pub mod web_search;

pub use self::web_search::{NoWebSearch, WebSearch};
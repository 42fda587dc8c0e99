use crate::id::Id;

/// A named grouping of streamers.
#[rustfmt::skip]
#[derive(Debug, Clone, Eq, PartialEq)]
pub struct Category {
    pub id        : Id,
    pub name      : String,
    pub slug      : String,
    pub image_url : Option<String>,
}

impl Category {
    pub fn new(name: impl Into<String>, image_url: Option<String>) -> Self {
        let name = name.into();
        let slug = slugify(&name);
        Self {
            id: Id::new(),
            name,
            slug,
            image_url,
        }
    }
}

/// Derive a URL-safe slug from a category name.
///
/// Lowercases the name and collapses every run of non-alphanumeric
/// characters into a single dash. The slug is fixed once at creation time
/// and never recomputed, even if the name changes later.
pub fn slugify(name: &str) -> String {
    let mut slug = String::with_capacity(name.len());
    let mut pending_dash = false;
    for c in name.chars() {
        if c.is_alphanumeric() {
            if pending_dash && !slug.is_empty() {
                slug.push('-');
            }
            pending_dash = false;
            slug.extend(c.to_lowercase());
        } else {
            pending_dash = true;
        }
    }
    slug
}

#[cfg(test)]
mod tests {
    use super::*;

    #[test]
    fn slugify_names() {
        assert_eq!(slugify("Just Chatting"), "just-chatting");
        assert_eq!(slugify("FPS"), "fps");
        assert_eq!(slugify("  Retro   Games!! "), "retro-games");
        assert_eq!(slugify("rögue-like"), "rögue-like");
    }

    #[test]
    fn new_category_is_slugged() {
        let category = Category::new("Real Time Strategy", None);
        assert_eq!(category.slug, "real-time-strategy");
    }
}
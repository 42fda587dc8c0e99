#[macro_use]
extern crate diesel;

use anyhow::Result as Fallible;
use diesel::{r2d2, sqlite::SqliteConnection};
use diesel_migrations::{embed_migrations, EmbeddedMigrations, MigrationHarness};
use parking_lot::{RwLock, RwLockReadGuard, RwLockWriteGuard};
use std::{
    cell::{RefCell, RefMut},
    sync::Arc,
};

mod models;
mod repo_impl;
mod schema;

const MIGRATIONS: EmbeddedMigrations = embed_migrations!("./migrations");

type Connection = SqliteConnection;

type ConnectionManager = r2d2::ConnectionManager<Connection>;
type ConnectionPool = r2d2::Pool<ConnectionManager>;
type PooledConnection = r2d2::PooledConnection<ConnectionManager>;

type SharedConnectionPool = Arc<RwLock<ConnectionPool>>;

pub struct DbReadOnly<'a> {
    _locked_pool: RwLockReadGuard<'a, ConnectionPool>,
    conn: RefCell<PooledConnection>,
}

impl<'a> DbReadOnly<'a> {
    fn try_new(pool: &'a SharedConnectionPool) -> Fallible<Self> {
        let locked_pool = pool.read();
        let conn = locked_pool.get().inspect_err(|err| {
            log::error!("Failed to obtain pooled database connection for read-only access: {err}");
        })?;
        Ok(Self {
            _locked_pool: locked_pool,
            conn: RefCell::new(conn),
        })
    }
}

pub struct DbReadWrite<'a> {
    _locked_pool: RwLockWriteGuard<'a, ConnectionPool>,
    conn: RefCell<PooledConnection>,
}

impl<'a> DbReadWrite<'a> {
    fn try_new(pool: &'a SharedConnectionPool) -> Fallible<Self> {
        let locked_pool = pool.write();
        let conn = locked_pool.get().inspect_err(|err| {
            log::error!("Failed to obtain pooled database connection for read/write access: {err}");
        })?;
        Ok(Self {
            _locked_pool: locked_pool,
            conn: RefCell::new(conn),
        })
    }

    fn sqlite_conn(&self) -> RefMut<PooledConnection> {
        self.conn.borrow_mut()
    }
}

#[derive(Clone)]
pub struct Connections {
    // Only a single connection with write access will be
    // handed out at a time from the pool. Multiple read
    // connections can be accessed concurrently. This locking
    // pattern around the connection pool prevents SQLITE_LOCKED
    // ("database is locked") errors that are causing internal
    // server errors and failed requests.
    pool: SharedConnectionPool,
}

/// Configure the database engine
///
/// Some values like the text encoding can only be changed once after the
/// database has initially been created.
pub fn initialize_database(connection: &mut SqliteConnection) -> Fallible<()> {
    use diesel::RunQueryDsl as _;
    diesel::sql_query(
        r#"
PRAGMA journal_mode = WAL;        -- better write-concurrency
PRAGMA synchronous = NORMAL;      -- fsync only in critical moments, safe for journal_mode = WAL
PRAGMA wal_autocheckpoint = 1000; -- write WAL changes back every 1000 pages (default), for an in average 1MB WAL file
PRAGMA wal_checkpoint(TRUNCATE);  -- free some space by truncating possibly massive WAL files from the last run
PRAGMA secure_delete = 0;         -- avoid some disk I/O
PRAGMA automatic_index = 1;       -- detect and log missing indexes
PRAGMA foreign_keys = 1;          -- check foreign key constraints
PRAGMA defer_foreign_keys = 1;    -- delay enforcement of foreign key constraints until commit
PRAGMA encoding = 'UTF-8';
"#,
    )
    .execute(connection)?;
    Ok(())
}

impl Connections {
    pub fn init(url: &str, pool_size: u32) -> Fallible<Self> {
        // Establish a test connection before creating the connection pool
        // to fail early. If the given file is inaccessible r2d2 seems to do
        // multiple retries and logs errors instead of simply failing and
        // returning an error immediately.
        use diesel::Connection as _;
        let _ = diesel::SqliteConnection::establish(url)?;
        // The test connection is dropped immediately without using it
        // and missing files should have been created after reaching
        // this point.
        let manager = ConnectionManager::new(url);
        let pool = ConnectionPool::builder()
            .max_size(pool_size)
            .build(manager)?;
        initialize_database(&mut *pool.get()?)?;
        Ok(Self::new(pool))
    }

    fn new(pool: ConnectionPool) -> Self {
        Self {
            pool: Arc::new(RwLock::new(pool)),
        }
    }

    pub fn shared(&self) -> Fallible<DbReadOnly> {
        DbReadOnly::try_new(&self.pool)
    }

    pub fn exclusive(&self) -> Fallible<DbReadWrite> {
        DbReadWrite::try_new(&self.pool)
    }
}

pub fn run_embedded_database_migrations(conn: DbReadWrite<'_>) {
    log::info!("Running embedded database migrations");
    conn.sqlite_conn().run_pending_migrations(MIGRATIONS).unwrap();
}
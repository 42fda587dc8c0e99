// NOTE:
// All timestamps with the `_at` postfix are stored
// as unix timestamp in **milli**seconds.

use diesel::{
    self,
    prelude::*,
    result::Error as DieselError,
};

use sr_core::{
    entities::*,
    repositories::{self as repo, *},
};

use super::*;

mod category;
mod comment;
mod streamer;
mod sub_comment;
mod user;

type Result<T> = std::result::Result<T, repo::Error>;

pub fn from_diesel_err(err: DieselError) -> repo::Error {
    match err {
        DieselError::NotFound => repo::Error::NotFound,
        _ => repo::Error::Other(err.into()),
    }
}

fn resolve_category_rowid(conn: &mut SqliteConnection, id: &str) -> Result<i64> {
    use schema::category::dsl;
    schema::category::table
        .select(dsl::rowid)
        .filter(dsl::id.eq(id))
        .first::<i64>(conn)
        .map_err(from_diesel_err)
}

fn resolve_streamer_rowid(conn: &mut SqliteConnection, id: &str) -> Result<i64> {
    use schema::streamer::dsl;
    schema::streamer::table
        .select(dsl::rowid)
        .filter(dsl::id.eq(id))
        .first::<i64>(conn)
        .map_err(from_diesel_err)
}

fn resolve_comment_rowid(conn: &mut SqliteConnection, id: &str) -> Result<i64> {
    use schema::comment::dsl;
    schema::comment::table
        .select(dsl::rowid)
        .filter(dsl::id.eq(id))
        .first::<i64>(conn)
        .map_err(from_diesel_err)
}

fn resolve_user_rowid(conn: &mut SqliteConnection, name: &str) -> Result<i64> {
    use schema::users::dsl;
    schema::users::table
        .select(dsl::rowid)
        .filter(dsl::name.eq(name))
        .first::<i64>(conn)
        .map_err(from_diesel_err)
}
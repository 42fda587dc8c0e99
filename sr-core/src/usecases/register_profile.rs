use super::prelude::*;

#[derive(Debug, Clone, Default)]
pub struct NewProfile {
    pub bio: String,
    pub picture_url: Option<String>,
}

/// Fill in the profile of the authenticated user.
pub fn register_profile<R>(repo: &R, principal: &Principal, new_profile: NewProfile) -> Result<()>
where
    R: ProfileRepo,
{
    let NewProfile { bio, picture_url } = new_profile;
    let mut profile = repo.get_profile_of_user(&principal.user_name)?;
    profile.bio = bio;
    profile.picture_url = picture_url;
    repo.update_profile(&profile)?;
    Ok(())
}

#[cfg(test)]
mod tests {
    use super::{super::tests::MockDb, *};

    #[test]
    fn fill_in_own_profile() {
        let db = MockDb::default();
        db.profiles.borrow_mut().push(UserProfile {
            user_name: "testuser".into(),
            ..Default::default()
        });
        let principal = Principal::new("testuser");
        register_profile(
            &db,
            &principal,
            NewProfile {
                bio: "streams and games".into(),
                picture_url: Some("/media/profile_images/test.png".into()),
            },
        )
        .unwrap();
        let profile = db.get_profile_of_user("testuser").unwrap();
        assert_eq!(profile.bio, "streams and games");
        assert!(profile.picture_url.is_some());
    }

    #[test]
    fn profile_must_exist() {
        let db = MockDb::default();
        let principal = Principal::new("nobody");
        assert!(register_profile(&db, &principal, NewProfile::default()).is_err());
    }
}
use super::prelude::*;
use crate::util::validate;

#[derive(Debug, Clone)]
pub struct NewUser {
    pub name: String,
    pub email: String,
    pub password: String,
}

/// Register a new account together with an empty profile.
pub fn create_new_user<R: UserRepo + ProfileRepo>(repo: &R, u: NewUser) -> Result<()> {
    let password = u.password.parse::<Password>()?;
    if !validate::is_valid_user_name(&u.name) {
        return Err(Error::UserName);
    }
    if !validate::is_valid_email(&u.email) {
        return Err(Error::Email);
    }
    if repo.try_get_user_by_name(&u.name)?.is_some() {
        return Err(Error::UserExists);
    }
    let new_user = User {
        name: u.name,
        email: u.email,
        password,
    };
    log::debug!("Creating new user: name = {}", new_user.name);
    repo.create_user(&new_user)?;
    repo.create_profile(&UserProfile {
        user_name: new_user.name,
        ..Default::default()
    })?;
    Ok(())
}
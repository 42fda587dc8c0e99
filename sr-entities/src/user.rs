use crate::password::Password;

/// A registered user account.
///
/// Users authenticate with their unique `name`. The e-mail address is
/// informational and may be changed from the profile page.
#[rustfmt::skip]
#[derive(Debug, Clone, PartialEq, Eq)]
pub struct User {
    pub name     : String,
    pub email    : String,
    pub password : Password,
}

/// The public profile paired 1:1 with a user account.
#[rustfmt::skip]
#[derive(Debug, Clone, PartialEq, Eq, Default)]
pub struct UserProfile {
    pub user_name   : String,
    pub bio         : String,
    pub picture_url : Option<String>,
}
use maud::{html, Markup};
use rocket::request::FlashMessage;

use super::page::*;

pub fn login(flash: Option<FlashMessage>) -> Markup {
    page(
        "Login | Stream Rater",
        None,
        flash,
        html! {
            main {
                form class="login" action="/login" method="POST" {
                    fieldset {
                        label {
                            "User name:"
                            br;
                            input type="text" name="name" placeholder="user name";
                        }
                        br;
                        label {
                            "Password:"
                            br;
                            input type="password" name="password" placeholder="password";
                        }
                        br;
                        input type="submit" value="login";
                        a href="/register" { "create an account" }
                    }
                }
            }
        },
    )
}
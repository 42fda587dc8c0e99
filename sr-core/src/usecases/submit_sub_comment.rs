use super::prelude::*;

#[derive(Debug, Clone)]
pub struct NewSubComment {
    pub comment_id: Id,
    pub text: String,
}

/// Create a reply to an existing comment on behalf of `principal`.
///
/// An empty text is rejected, unlike for top-level comments.
pub fn submit_sub_comment<R>(
    repo: &R,
    principal: &Principal,
    new_sub_comment: NewSubComment,
) -> Result<SubComment>
where
    R: CommentRepository + SubCommentRepository,
{
    let NewSubComment { comment_id, text } = new_sub_comment;
    if text.is_empty() {
        return Err(Error::EmptyComment);
    }
    let parent = repo.load_comment(comment_id.as_ref())?;
    let sub_comment = SubComment {
        id: Id::new(),
        comment_id: parent.id,
        user_name: principal.user_name.clone(),
        text,
        created_at: Timestamp::now(),
    };
    log::debug!(
        "Creating new sub-comment for comment {} by {}",
        sub_comment.comment_id,
        sub_comment.user_name
    );
    repo.create_sub_comment(sub_comment.clone())?;
    Ok(sub_comment)
}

Instructions to follow:
Every line from the data above that contains "FlashMessage" must appear in the answer.

Written reply:
use rocket::request::FlashMessage;
pub fn login(flash: Option<FlashMessage>) -> Markup {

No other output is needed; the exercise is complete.